Owners working to bring residents back to Phoenix House while building is repaired
AUSTINTOWN TWP., Ohio - Property managers of Phoenix House in Austintown are making repairs to try and get residents back in. In a meeting with county organizations Monday, representatives with the property said 65 units were undamaged in the blast and could possibly be liveable while the rest of the building is fixed.
“We gotta get the sprinkler systems back on we gotta get the gas back on, the gas is the big issue, I mean we don't know what happened at this point,” a representative with the property said.
The property representative said the elevators need to be fixed and the county would need to deem the building structurally sound for those units to be used.

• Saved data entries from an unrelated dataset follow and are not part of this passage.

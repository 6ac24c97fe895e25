//! Source file header check.
//!
//! The expected header is read from a template file and must appear as a
//! comment at the top of every selected file, preceded by the configured
//! `extra` lines. A leading shebang line is checked separately and does
//! not count against the header.

use super::{Adapter, RunContext, Selection};
use crate::error::ExecutionFailure;
use crate::models::Message;
use serde::{Deserialize, Serialize};
use std::fs;
use tracing::warn;

#[derive(Debug, Clone, Serialize, Deserialize)]
#[serde(default, deny_unknown_fields)]
pub struct HeaderConfig {
    /// Template file, relative to the repository root.
    pub header: String,
    /// Prefix put in front of each template line.
    pub comment: String,
    /// Expected shebang, only checked when a file starts with `#!`.
    pub shebang: Option<String>,
    /// Lines expected above the template, below any shebang.
    pub extra: Vec<String>,
}

impl Default for HeaderConfig {
    fn default() -> Self {
        Self {
            header: "HEADER".to_string(),
            comment: "# ".to_string(),
            shebang: Some("#!/usr/bin/env python".to_string()),
            extra: vec!["# -*- coding: utf-8 -*-".to_string()],
        }
    }
}

#[derive(Debug, Default)]
pub struct Header;

impl Adapter for Header {
    type Config = HeaderConfig;

    const NAME: &'static str = "header";
    const FILEFILTER: &'static [&'static str] = &["+ *.py", "+ *.pyx", "+ *.pxd"];

    fn run(
        &self,
        ctx: &RunContext<'_>,
        config: &Self::Config,
        selection: &Selection<'_>,
    ) -> Result<Vec<Message>, ExecutionFailure> {
        let files = selection.files();
        if files.is_empty() {
            return Ok(Vec::new());
        }
        let template_path = ctx.root.join(&config.header);
        let template = fs::read_to_string(&template_path).map_err(|err| {
            ExecutionFailure::Io(format!(
                "cannot read header template {}: {err}",
                template_path.display()
            ))
        })?;
        let expected = expected_lines(config, &template);

        let mut messages = Vec::new();
        for file in files {
            let path = ctx.root.join(file);
            let bytes = fs::read(&path).map_err(|err| {
                ExecutionFailure::Io(format!("cannot read {}: {err}", path.display()))
            })?;
            match String::from_utf8(bytes) {
                Ok(source) => check_source(file, &source, config, &expected, &mut messages),
                Err(err) => warn!(
                    linter = Self::NAME,
                    file = file.as_str(),
                    error = %err.utf8_error(),
                    "skipping file that is not valid UTF-8"
                ),
            }
        }
        Ok(messages)
    }
}

fn expected_lines(config: &HeaderConfig, template: &str) -> Vec<String> {
    config
        .extra
        .iter()
        .cloned()
        .chain(
            template
                .lines()
                .map(|line| format!("{}{}", config.comment, line).trim().to_string()),
        )
        .collect()
}

fn check_source(
    filename: &str,
    source: &str,
    config: &HeaderConfig,
    expected: &[String],
    messages: &mut Vec<Message>,
) {
    let mut matched = 0;
    for (idx, line) in source.lines().enumerate() {
        if matched >= expected.len() {
            break;
        }
        let lineno = u32::try_from(idx + 1).unwrap_or(u32::MAX);
        match (&config.shebang, idx == 0 && line.starts_with("#!")) {
            (Some(shebang), true) => {
                if line != shebang.as_str() {
                    messages.push(Message::new(
                        filename,
                        Some(lineno),
                        None,
                        format!("Shebang line should be {shebang}."),
                    ));
                }
            }
            _ => {
                let want = &expected[matched];
                if line != want.as_str() {
                    messages.push(Message::new(
                        filename,
                        Some(lineno),
                        None,
                        format!("Line should be: {want}"),
                    ));
                }
                matched += 1;
            }
        }
    }
}

#[cfg(test)]
mod tests {
    use super::*;
    use crate::linters::testing::FakeRunner;
    use std::path::Path;
    use tempfile::tempdir;

    fn lint(root: &Path, files: &[&str], config: &HeaderConfig) -> Result<Vec<Message>, ExecutionFailure> {
        let runner = FakeRunner::new(|_| FakeRunner::stdout(0, ""));
        let ctx = RunContext { root, runner: &runner };
        let selection = Selection::Files(files.iter().map(|f| f.to_string()).collect());
        Header.run(&ctx, config, &selection)
    }

    #[test]
    fn accepts_correct_header_with_shebang() {
        let dir = tempdir().unwrap();
        fs::write(dir.path().join("HEADER"), "Project X\nGPLv3\n").unwrap();
        fs::write(
            dir.path().join("ok.py"),
            "#!/usr/bin/env python\n# -*- coding: utf-8 -*-\n# Project X\n# GPLv3\nimport os\n",
        )
        .unwrap();
        let msgs = lint(dir.path(), &["ok.py"], &HeaderConfig::default()).unwrap();
        assert!(msgs.is_empty(), "{msgs:?}");
    }

    #[test]
    fn reports_each_wrong_line() {
        let dir = tempdir().unwrap();
        fs::write(dir.path().join("HEADER"), "Project X\n\nGPLv3\n").unwrap();
        fs::write(
            dir.path().join("bad.py"),
            "#!/usr/bin/python\n# -*- coding: utf-8 -*-\n# Project Y\n#\n# GPLv3\n",
        )
        .unwrap();
        let msgs = lint(dir.path(), &["bad.py"], &HeaderConfig::default()).unwrap();
        assert_eq!(
            msgs,
            vec![
                Message::new("bad.py", Some(1), None, "Shebang line should be #!/usr/bin/env python."),
                Message::new("bad.py", Some(3), None, "Line should be: # Project X"),
            ]
        );
    }

    #[test]
    fn shebang_check_can_be_disabled() {
        let dir = tempdir().unwrap();
        fs::write(dir.path().join("HEADER"), "X\n").unwrap();
        fs::write(dir.path().join("s.py"), "#!/bin/sh\n# X\n").unwrap();
        let config = HeaderConfig {
            shebang: None,
            extra: Vec::new(),
            ..HeaderConfig::default()
        };
        let msgs = lint(dir.path(), &["s.py"], &config).unwrap();
        assert_eq!(msgs, vec![Message::new("s.py", Some(1), None, "Line should be: # X")]);
    }

    #[test]
    fn invalid_utf8_file_is_skipped() {
        let dir = tempdir().unwrap();
        fs::write(dir.path().join("HEADER"), "X\n").unwrap();
        fs::write(dir.path().join("bin.py"), [0xff_u8, 0xfe, 0x00]).unwrap();
        fs::write(dir.path().join("ok.py"), "# X\n").unwrap();
        fs::write(dir.path().join("bad.py"), "# Y\n").unwrap();
        let config = HeaderConfig {
            shebang: None,
            extra: Vec::new(),
            ..HeaderConfig::default()
        };
        let msgs = lint(dir.path(), &["bin.py", "ok.py", "bad.py"], &config).unwrap();
        assert_eq!(msgs, vec![Message::new("bad.py", Some(1), None, "Line should be: # X")]);
    }

    #[test]
    fn missing_template_is_an_execution_failure() {
        let dir = tempdir().unwrap();
        fs::write(dir.path().join("a.py"), "").unwrap();
        let err = lint(dir.path(), &["a.py"], &HeaderConfig::default()).unwrap_err();
        assert!(matches!(err, ExecutionFailure::Io(_)));
    }
}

More than 130 senior residents have been living in hotels, nursing homes or with family since the explosion on Nov. 22.
“They don't have kitchens, they don’t have their typical amenities so we need to get them into a house where they have everything that they need,” Roxann Sebest, the Vice President of the United Way Youngstown Mahoning Valley said.
The United Way is searching for more comfortable housing options in the meantime.
Because many were getting rent assistance in the low income housing, finding places that qualify for the same assistance is proving difficult across Mahoning, Trumbull and Columbiana counties.
“The housing stock is not very abundant were very limited and we have over 130, 140 people that need homes,” Sebest said. “None of them will be displaced. We are trying our best to raise money to keep them where they are at and to help them with what they need but the urgency is to find them housing so they can be somewhat stable until the building decides what the future is for it.”
Resource groups in the meeting said if they find a place that qualifies the residents could get up to 12 months of funding assistance for rent.